Mutation-Dependent Refolding of Prion Protein Unveils Amyloidogenic-Related Structural Ramifications: Insights from Molecular Dynamics Simulations.

ABSTRACT

The main focus of prion structural biology studies is to understand the molecular basis of prion diseases caused by misfolding, and aggregation of the cellular prion protein PrPC remains elusive. Several genetic mutations are linked with human prion diseases and driven by the conformational conversion of PrPC to the toxic PrPSc. The main goal of this study is to gain a better insight into the molecular effect of disease-associated V210I mutation on this process by molecular dynamics simulations.
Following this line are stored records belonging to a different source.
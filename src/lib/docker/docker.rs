use std::{collections::HashMap, path::Path};

use super::types::{
    Config, ContainerEngine, ContainerInfo, ContainerStatus, DockerClient, DockerError,
    DockerResult, RestartPolicy,
};
use async_trait::async_trait;
use bollard::{
    Docker,
    container::{
        Config as ContainerConfig, CreateContainerOptions, InspectContainerOptions,
        RemoveContainerOptions, StartContainerOptions, UpdateContainerOptions,
    },
    errors::Error as BollardError,
    image::BuildImageOptions,
    models::{
        ContainerInspectResponse, ContainerStateStatusEnum, HostConfig, PortBinding, PortMap,
        RestartPolicy as EngineRestartPolicy, RestartPolicyNameEnum,
    },
};
use futures_util::stream::StreamExt;
use tracing::{debug, info, warn};

impl DockerClient {
    /// Connects to the local daemon and checks that it answers.
    pub async fn connect() -> DockerResult<Self> {
        let client = Docker::connect_with_local_defaults()?;
        client.ping().await?;
        Ok(DockerClient { client })
    }
}

fn status_code(err: &BollardError) -> Option<u16> {
    match err {
        BollardError::DockerResponseServerError { status_code, .. } => Some(*status_code),
        _ => None,
    }
}

fn into_status(status: Option<ContainerStateStatusEnum>) -> ContainerStatus {
    match status {
        Some(ContainerStateStatusEnum::CREATED) => ContainerStatus::Created,
        Some(ContainerStateStatusEnum::RUNNING) => ContainerStatus::Running,
        Some(ContainerStateStatusEnum::EXITED) => ContainerStatus::Exited,
        Some(other) => ContainerStatus::Other(other.to_string()),
        None => ContainerStatus::Other("unknown".to_string()),
    }
}

fn first_host_port(ports: Option<&PortMap>) -> Option<u16> {
    ports?
        .values()
        .flatten()
        .flatten()
        .filter_map(|binding| binding.host_port.as_deref())
        .find_map(|port| port.parse().ok())
}

fn into_info(name: &str, resp: ContainerInspectResponse) -> ContainerInfo {
    let state = resp.state.unwrap_or_default();
    let host_port = first_host_port(
        resp.network_settings
            .as_ref()
            .and_then(|settings| settings.ports.as_ref()),
    )
    .or_else(|| {
        first_host_port(
            resp.host_config
                .as_ref()
                .and_then(|host| host.port_bindings.as_ref()),
        )
    });

    ContainerInfo {
        id: resp.id.unwrap_or_default(),
        name: name.to_string(),
        status: into_status(state.status),
        exit_code: state.exit_code,
        host_port,
    }
}

async fn archive_context(context: &Path) -> DockerResult<Vec<u8>> {
    let context = context.to_path_buf();
    tokio::task::spawn_blocking(move || -> std::io::Result<Vec<u8>> {
        let mut builder = tar::Builder::new(Vec::new());
        builder.append_dir_all(".", &context)?;
        builder.into_inner()
    })
    .await
    .map_err(|e| DockerError::ClientError(format!("archive task failed: {}", e)))?
    .map_err(DockerError::from)
}

#[async_trait]
impl ContainerEngine for DockerClient {
    async fn image_exists(&self, tag: &str) -> DockerResult<bool> {
        match self.client.inspect_image(tag).await {
            Ok(_) => Ok(true),
            Err(e) if status_code(&e) == Some(404) => Ok(false),
            Err(e) => Err(e.into()),
        }
    }

    async fn build_image(&self, context: &Path, tag: &str) -> DockerResult<()> {
        info!(tag, context = %context.display(), "building image");
        let archive = archive_context(context).await?;

        let options = BuildImageOptions {
            dockerfile: "Dockerfile".to_string(),
            t: tag.to_string(),
            rm: true,
            ..Default::default()
        };

        let mut stream = self
            .client
            .build_image(options, None, Some(bytes::Bytes::from(archive)));

        while let Some(msg) = stream.next().await {
            let info = msg?;
            if let Some(error) = info.error {
                return Err(DockerError::BuildFailed(error));
            }
            if let Some(line) = info.stream {
                let line = line.trim_end();
                if !line.is_empty() {
                    debug!(tag, "{}", line);
                }
            }
        }

        info!(tag, "image built");
        Ok(())
    }

    async fn run_container(&self, config: &Config) -> DockerResult<String> {
        let port_key = config.port_key();

        let port_bindings: HashMap<String, Option<Vec<PortBinding>>> = HashMap::from([(
            port_key.clone(),
            Some(vec![PortBinding {
                host_ip: None,
                host_port: Some(config.host_port.to_string()),
            }]),
        )]);

        let host_config = HostConfig {
            port_bindings: Some(port_bindings),
            auto_remove: Some(false),
            ..Default::default()
        };

        let container_config = ContainerConfig {
            image: Some(config.image.clone()),
            env: Some(config.env.clone()),
            exposed_ports: Some(HashMap::from([(port_key, HashMap::new())])),
            tty: Some(true),
            open_stdin: Some(true),
            host_config: Some(host_config),
            ..Default::default()
        };

        let options = Some(CreateContainerOptions {
            name: config.name.clone(),
            platform: None,
        });

        let resp = self
            .client
            .create_container(options, container_config)
            .await?;
        for warning in &resp.warnings {
            warn!(container = %config.name, "{}", warning);
        }
        debug!(container = %config.name, id = %resp.id, "container created");

        self.client
            .start_container(&resp.id, None::<StartContainerOptions<String>>)
            .await?;

        info!(
            container = %config.name,
            host_port = config.host_port,
            "container started"
        );
        Ok(resp.id)
    }

    async fn inspect_container(&self, name: &str) -> DockerResult<Option<ContainerInfo>> {
        match self
            .client
            .inspect_container(name, None::<InspectContainerOptions>)
            .await
        {
            Ok(resp) => Ok(Some(into_info(name, resp))),
            Err(e) if status_code(&e) == Some(404) => Ok(None),
            Err(e) => Err(e.into()),
        }
    }

    async fn stop_container(&self, name: &str) -> DockerResult<()> {
        match self.client.stop_container(name, None).await {
            Ok(_) => {
                info!(container = name, "container stopped");
                Ok(())
            }
            // already stopped
            Err(e) if status_code(&e) == Some(304) => Ok(()),
            Err(e) if status_code(&e) == Some(404) => Err(DockerError::NotFound(name.to_string())),
            Err(e) => Err(e.into()),
        }
    }

    async fn remove_container(&self, name: &str) -> DockerResult<()> {
        let options = RemoveContainerOptions {
            force: true,
            ..Default::default()
        };
        match self.client.remove_container(name, Some(options)).await {
            Ok(_) => {
                info!(container = name, "container removed");
                Ok(())
            }
            Err(e) if status_code(&e) == Some(404) => Err(DockerError::NotFound(name.to_string())),
            Err(e) => Err(e.into()),
        }
    }

    async fn set_restart_policy(&self, name: &str, policy: RestartPolicy) -> DockerResult<()> {
        let name_enum = match policy {
            RestartPolicy::No => RestartPolicyNameEnum::NO,
            RestartPolicy::Always => RestartPolicyNameEnum::ALWAYS,
        };
        let options = UpdateContainerOptions::<String> {
            restart_policy: Some(EngineRestartPolicy {
                name: Some(name_enum),
                maximum_retry_count: None,
            }),
            ..Default::default()
        };
        self.client.update_container(name, options).await?;
        debug!(container = name, ?policy, "restart policy updated");
        Ok(())
    }
}

#[cfg(test)]
mod tests {
    use super::*;
    use bollard::models::{ContainerState, NetworkSettings};

    #[test]
    fn inspect_response_maps_status_and_port() {
        let resp = ContainerInspectResponse {
            id: Some("abc".to_string()),
            state: Some(ContainerState {
                status: Some(ContainerStateStatusEnum::EXITED),
                exit_code: Some(137),
                ..Default::default()
            }),
            network_settings: Some(NetworkSettings {
                ports: Some(HashMap::from([(
                    "8000/tcp".to_string(),
                    Some(vec![PortBinding {
                        host_ip: Some("0.0.0.0".to_string()),
                        host_port: Some("9003".to_string()),
                    }]),
                )])),
                ..Default::default()
            }),
            ..Default::default()
        };

        let info = into_info("ns-1", resp);
        assert_eq!(info.status, ContainerStatus::Exited);
        assert_eq!(info.exit_code, Some(137));
        assert_eq!(info.host_port, Some(9003));
        assert_eq!(info.name, "ns-1");
    }

    #[test]
    fn missing_state_is_reported_as_unknown() {
        let info = into_info("ns-2", ContainerInspectResponse::default());
        assert_eq!(info.status, ContainerStatus::Other("unknown".to_string()));
        assert_eq!(info.host_port, None);
    }

    #[tokio::test]
    async fn context_archive_contains_the_dockerfile() {
        let dir = tempfile::tempdir().unwrap();
        std::fs::write(dir.path().join("Dockerfile"), "FROM scratch\n").unwrap();
        std::fs::create_dir(dir.path().join("app")).unwrap();
        std::fs::write(dir.path().join("app/main.py"), "print(1)\n").unwrap();

        let archive = archive_context(dir.path()).await.unwrap();
        let mut reader = tar::Archive::new(archive.as_slice());
        let names: Vec<String> = reader
            .entries()
            .unwrap()
            .map(|e| e.unwrap().path().unwrap().to_string_lossy().into_owned())
            .collect();
        assert!(names.iter().any(|n| n.ends_with("Dockerfile")));
        assert!(names.iter().any(|n| n.ends_with("main.py")));
    }
}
This inherited mutation elicited copious structural changes in the ß1-α1-ß2 subdomain, including an unfolding of a helix α1 and the elongation of the ß-sheet. These unusual structural changes likely appeared to detach the ß1-α1-ß2 subdomain from the α2-α3 core, an early misfolding event necessary for the conformational conversion of PrPC to PrPSc. Ultimately, the unfolded α1 and its prior ß1-α1 loop further engaged with unrestrained conformational dynamics and were widely considered as amyloidogenic-inducing traits. Furthermore, the resulting folding intermediate possesses a highly unstable ß1-α1-ß2 subdomain, thereby enhancing the aggregation of misfolded PrPC through intermolecular interactions between frequently refolding regions. Briefly, these remarkable changes as seen in the mutant ß1-α1-ß2 subdomain are consistent with previous experimental results and thus provide a molecular basis of PrPC misfolding associated with the conformational conversion of PrPC to PrPSc.